What you need to do
Among the entries below, find the lines with the word "PhysicalCopy" and copy them.

Provided information START

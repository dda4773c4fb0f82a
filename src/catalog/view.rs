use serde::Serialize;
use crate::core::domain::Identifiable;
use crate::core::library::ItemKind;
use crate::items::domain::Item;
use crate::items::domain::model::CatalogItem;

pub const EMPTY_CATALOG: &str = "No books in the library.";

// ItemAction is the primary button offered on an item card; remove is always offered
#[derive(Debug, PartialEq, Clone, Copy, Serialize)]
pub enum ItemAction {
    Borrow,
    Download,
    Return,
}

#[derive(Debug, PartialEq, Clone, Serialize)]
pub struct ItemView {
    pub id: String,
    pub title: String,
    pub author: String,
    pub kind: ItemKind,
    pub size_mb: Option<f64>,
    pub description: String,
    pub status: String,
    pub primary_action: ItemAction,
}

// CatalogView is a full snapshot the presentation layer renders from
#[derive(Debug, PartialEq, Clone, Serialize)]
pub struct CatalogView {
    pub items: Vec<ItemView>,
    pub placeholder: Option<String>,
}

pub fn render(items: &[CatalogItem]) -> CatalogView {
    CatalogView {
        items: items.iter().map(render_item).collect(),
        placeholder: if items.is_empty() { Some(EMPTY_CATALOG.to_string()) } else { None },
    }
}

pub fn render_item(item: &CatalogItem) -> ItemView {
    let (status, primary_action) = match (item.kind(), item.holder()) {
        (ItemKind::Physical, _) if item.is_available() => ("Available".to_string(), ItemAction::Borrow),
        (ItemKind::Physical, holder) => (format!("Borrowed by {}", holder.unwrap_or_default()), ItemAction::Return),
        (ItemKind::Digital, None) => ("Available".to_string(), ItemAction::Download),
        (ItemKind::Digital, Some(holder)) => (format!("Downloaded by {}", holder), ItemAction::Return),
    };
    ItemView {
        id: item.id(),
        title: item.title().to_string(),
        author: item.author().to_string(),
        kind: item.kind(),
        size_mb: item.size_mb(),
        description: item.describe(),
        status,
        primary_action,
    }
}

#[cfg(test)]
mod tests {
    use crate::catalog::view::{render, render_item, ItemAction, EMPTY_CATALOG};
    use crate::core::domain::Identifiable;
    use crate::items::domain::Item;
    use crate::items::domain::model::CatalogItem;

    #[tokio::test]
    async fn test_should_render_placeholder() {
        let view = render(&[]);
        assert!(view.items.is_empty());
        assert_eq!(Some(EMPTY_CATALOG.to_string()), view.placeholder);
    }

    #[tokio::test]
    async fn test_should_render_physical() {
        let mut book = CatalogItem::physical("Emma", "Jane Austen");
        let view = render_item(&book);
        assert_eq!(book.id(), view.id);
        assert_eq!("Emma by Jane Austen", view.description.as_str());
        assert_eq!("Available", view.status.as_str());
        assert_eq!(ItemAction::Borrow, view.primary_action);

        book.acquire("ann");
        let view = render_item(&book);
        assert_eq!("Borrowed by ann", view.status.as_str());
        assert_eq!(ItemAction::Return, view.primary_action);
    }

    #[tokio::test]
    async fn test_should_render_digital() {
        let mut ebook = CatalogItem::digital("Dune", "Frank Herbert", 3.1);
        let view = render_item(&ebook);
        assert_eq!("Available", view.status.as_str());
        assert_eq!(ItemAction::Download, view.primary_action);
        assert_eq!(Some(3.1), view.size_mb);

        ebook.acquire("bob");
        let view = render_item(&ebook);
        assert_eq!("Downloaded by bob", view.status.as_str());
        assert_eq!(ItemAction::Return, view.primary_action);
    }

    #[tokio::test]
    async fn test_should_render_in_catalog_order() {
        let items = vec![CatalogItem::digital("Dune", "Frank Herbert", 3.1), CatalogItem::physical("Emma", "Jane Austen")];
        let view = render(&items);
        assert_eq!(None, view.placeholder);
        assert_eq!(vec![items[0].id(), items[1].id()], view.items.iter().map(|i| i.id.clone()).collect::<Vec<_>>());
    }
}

Provided information END
Provided information START

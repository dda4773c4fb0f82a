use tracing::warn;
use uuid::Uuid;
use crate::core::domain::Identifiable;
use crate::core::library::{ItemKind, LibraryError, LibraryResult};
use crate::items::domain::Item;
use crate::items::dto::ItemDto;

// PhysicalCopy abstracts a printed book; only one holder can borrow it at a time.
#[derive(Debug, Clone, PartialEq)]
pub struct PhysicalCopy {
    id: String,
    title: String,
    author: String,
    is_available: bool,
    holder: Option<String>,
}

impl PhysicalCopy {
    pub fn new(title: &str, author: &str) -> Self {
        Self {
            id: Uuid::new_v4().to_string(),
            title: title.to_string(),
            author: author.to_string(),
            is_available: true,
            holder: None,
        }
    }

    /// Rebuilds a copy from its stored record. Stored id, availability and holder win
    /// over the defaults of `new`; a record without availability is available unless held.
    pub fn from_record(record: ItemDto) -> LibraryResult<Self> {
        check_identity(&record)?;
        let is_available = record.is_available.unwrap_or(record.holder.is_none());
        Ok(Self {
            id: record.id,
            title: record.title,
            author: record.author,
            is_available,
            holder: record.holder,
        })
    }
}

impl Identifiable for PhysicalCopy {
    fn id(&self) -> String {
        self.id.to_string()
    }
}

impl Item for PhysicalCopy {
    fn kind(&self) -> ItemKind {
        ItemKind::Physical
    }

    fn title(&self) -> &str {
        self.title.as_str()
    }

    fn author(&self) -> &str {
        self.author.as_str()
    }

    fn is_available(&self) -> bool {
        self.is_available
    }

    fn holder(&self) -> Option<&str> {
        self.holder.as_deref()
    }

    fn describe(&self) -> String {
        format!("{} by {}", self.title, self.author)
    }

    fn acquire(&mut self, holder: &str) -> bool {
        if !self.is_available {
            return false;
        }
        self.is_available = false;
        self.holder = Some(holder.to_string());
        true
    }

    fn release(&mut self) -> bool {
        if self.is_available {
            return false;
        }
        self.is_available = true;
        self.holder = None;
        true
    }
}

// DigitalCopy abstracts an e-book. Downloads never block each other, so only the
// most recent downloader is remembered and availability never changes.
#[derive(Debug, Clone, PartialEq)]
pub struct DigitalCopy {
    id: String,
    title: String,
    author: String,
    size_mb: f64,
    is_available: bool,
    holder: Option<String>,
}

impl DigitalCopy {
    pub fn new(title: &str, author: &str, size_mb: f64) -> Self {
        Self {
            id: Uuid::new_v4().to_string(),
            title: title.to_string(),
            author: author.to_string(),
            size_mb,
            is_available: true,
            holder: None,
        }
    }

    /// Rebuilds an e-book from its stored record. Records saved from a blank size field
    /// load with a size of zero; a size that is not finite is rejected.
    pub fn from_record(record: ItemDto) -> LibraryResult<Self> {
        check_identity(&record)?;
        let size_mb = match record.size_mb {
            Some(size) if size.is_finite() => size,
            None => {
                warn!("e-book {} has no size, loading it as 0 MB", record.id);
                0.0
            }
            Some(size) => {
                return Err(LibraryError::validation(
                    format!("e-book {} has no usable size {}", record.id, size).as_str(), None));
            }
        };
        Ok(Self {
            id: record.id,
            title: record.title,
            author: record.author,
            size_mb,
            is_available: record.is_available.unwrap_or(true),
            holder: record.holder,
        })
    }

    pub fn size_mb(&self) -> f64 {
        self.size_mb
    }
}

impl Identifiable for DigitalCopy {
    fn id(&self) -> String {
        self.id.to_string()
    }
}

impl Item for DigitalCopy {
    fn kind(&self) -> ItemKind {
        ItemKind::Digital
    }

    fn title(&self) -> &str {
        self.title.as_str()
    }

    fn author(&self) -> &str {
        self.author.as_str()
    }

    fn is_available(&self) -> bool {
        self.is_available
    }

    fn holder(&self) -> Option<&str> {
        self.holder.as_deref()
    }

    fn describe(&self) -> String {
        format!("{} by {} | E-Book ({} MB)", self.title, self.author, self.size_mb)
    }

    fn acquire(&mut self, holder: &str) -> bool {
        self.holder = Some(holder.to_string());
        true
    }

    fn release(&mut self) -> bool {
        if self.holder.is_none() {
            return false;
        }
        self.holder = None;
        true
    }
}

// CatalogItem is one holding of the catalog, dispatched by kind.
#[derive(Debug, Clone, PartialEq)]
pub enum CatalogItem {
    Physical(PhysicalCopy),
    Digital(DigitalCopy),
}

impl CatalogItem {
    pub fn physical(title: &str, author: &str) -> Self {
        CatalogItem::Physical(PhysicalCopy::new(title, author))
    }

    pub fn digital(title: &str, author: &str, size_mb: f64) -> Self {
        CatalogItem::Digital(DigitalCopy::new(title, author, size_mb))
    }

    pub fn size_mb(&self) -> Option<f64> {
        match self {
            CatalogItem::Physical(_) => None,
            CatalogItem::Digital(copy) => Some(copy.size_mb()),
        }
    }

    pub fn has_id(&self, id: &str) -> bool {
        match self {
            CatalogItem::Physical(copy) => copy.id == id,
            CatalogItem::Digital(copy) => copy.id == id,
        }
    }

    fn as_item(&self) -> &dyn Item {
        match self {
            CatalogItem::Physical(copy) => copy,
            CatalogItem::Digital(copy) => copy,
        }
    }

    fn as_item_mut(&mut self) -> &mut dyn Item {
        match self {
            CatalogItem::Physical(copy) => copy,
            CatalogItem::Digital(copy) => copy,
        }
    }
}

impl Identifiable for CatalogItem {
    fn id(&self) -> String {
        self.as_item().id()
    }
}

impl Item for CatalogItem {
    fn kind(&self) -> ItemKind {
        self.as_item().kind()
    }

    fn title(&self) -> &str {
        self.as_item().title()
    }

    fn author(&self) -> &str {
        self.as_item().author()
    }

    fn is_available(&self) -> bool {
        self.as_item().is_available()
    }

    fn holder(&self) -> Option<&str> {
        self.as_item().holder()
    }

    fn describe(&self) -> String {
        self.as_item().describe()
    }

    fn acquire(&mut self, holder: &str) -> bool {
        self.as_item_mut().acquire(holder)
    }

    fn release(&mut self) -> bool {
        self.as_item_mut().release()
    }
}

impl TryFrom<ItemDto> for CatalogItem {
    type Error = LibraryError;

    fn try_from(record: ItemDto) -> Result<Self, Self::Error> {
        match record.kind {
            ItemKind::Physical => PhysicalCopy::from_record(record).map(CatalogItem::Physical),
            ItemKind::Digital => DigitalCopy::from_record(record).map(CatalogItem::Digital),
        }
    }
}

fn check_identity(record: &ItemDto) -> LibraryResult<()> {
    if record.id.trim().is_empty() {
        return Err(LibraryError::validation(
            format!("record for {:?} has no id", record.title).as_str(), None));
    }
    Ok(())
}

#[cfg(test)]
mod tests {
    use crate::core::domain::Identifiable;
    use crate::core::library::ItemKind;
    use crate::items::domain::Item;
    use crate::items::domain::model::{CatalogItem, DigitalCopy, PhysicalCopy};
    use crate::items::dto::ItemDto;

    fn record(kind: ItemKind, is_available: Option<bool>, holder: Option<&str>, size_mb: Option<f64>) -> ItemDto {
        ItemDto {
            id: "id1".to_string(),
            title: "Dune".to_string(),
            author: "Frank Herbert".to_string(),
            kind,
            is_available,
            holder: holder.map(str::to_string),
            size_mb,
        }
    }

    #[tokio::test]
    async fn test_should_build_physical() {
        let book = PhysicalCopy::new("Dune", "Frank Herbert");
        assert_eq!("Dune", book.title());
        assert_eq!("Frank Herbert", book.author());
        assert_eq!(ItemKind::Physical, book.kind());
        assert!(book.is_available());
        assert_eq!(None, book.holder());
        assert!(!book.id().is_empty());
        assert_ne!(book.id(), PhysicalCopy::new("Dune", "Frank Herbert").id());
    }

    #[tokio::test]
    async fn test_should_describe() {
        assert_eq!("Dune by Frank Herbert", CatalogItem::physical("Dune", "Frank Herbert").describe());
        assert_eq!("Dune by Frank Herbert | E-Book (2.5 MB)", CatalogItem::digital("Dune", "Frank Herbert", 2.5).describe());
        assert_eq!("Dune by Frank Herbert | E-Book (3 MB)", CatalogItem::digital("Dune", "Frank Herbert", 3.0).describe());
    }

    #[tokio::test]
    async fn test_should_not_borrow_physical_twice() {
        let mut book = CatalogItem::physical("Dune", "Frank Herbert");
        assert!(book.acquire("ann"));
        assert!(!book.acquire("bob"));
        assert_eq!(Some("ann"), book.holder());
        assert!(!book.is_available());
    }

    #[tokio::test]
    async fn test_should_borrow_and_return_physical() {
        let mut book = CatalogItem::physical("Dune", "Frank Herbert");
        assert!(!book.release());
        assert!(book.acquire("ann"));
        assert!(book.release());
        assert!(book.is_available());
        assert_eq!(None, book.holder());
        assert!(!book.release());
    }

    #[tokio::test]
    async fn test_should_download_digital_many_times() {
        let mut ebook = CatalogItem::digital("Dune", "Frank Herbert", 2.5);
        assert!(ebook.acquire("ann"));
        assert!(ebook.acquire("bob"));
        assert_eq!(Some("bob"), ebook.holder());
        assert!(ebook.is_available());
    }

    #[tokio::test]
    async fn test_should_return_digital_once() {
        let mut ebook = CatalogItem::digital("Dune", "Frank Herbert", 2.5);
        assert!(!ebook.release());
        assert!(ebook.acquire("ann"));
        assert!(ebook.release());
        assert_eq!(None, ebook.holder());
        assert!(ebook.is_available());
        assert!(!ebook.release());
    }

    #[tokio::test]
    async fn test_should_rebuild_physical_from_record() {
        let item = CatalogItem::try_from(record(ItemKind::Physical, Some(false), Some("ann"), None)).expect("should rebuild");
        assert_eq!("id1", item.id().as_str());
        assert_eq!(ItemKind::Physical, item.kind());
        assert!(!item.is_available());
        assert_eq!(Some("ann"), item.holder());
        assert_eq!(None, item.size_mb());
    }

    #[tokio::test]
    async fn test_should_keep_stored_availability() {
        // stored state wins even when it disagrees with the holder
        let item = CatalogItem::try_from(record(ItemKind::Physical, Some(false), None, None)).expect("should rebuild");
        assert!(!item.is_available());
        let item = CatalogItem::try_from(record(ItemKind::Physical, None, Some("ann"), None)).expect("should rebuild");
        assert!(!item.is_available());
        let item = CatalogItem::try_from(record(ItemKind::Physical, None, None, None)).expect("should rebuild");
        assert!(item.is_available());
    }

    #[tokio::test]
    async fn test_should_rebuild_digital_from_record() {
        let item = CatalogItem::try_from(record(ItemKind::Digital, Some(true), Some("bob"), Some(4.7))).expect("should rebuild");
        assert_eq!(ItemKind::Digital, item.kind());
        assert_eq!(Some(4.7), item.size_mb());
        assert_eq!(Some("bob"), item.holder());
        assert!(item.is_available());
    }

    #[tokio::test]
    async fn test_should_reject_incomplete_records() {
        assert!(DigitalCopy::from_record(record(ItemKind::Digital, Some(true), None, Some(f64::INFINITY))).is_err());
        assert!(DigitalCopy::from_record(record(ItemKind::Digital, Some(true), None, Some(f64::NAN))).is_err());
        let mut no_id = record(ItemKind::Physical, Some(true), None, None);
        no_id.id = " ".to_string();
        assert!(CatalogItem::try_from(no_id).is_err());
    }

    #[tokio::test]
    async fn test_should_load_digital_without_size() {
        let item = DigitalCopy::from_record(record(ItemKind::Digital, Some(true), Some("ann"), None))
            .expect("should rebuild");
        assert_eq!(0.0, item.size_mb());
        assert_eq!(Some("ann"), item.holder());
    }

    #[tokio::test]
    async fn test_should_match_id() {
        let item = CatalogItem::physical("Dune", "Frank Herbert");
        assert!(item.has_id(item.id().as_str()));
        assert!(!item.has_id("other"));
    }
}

Provided information END

Answer
// PhysicalCopy abstracts a printed book; only one holder can borrow it at a time.
pub struct PhysicalCopy {
impl PhysicalCopy {
impl Identifiable for PhysicalCopy {
impl Item for PhysicalCopy {
    Physical(PhysicalCopy),
        CatalogItem::Physical(PhysicalCopy::new(title, author))
            ItemKind::Physical => PhysicalCopy::from_record(record).map(CatalogItem::Physical),
    use crate::items::domain::model::{CatalogItem, DigitalCopy, PhysicalCopy};
        let book = PhysicalCopy::new("Dune", "Frank Herbert");
        assert_ne!(book.id(), PhysicalCopy::new("Dune", "Frank Herbert").id());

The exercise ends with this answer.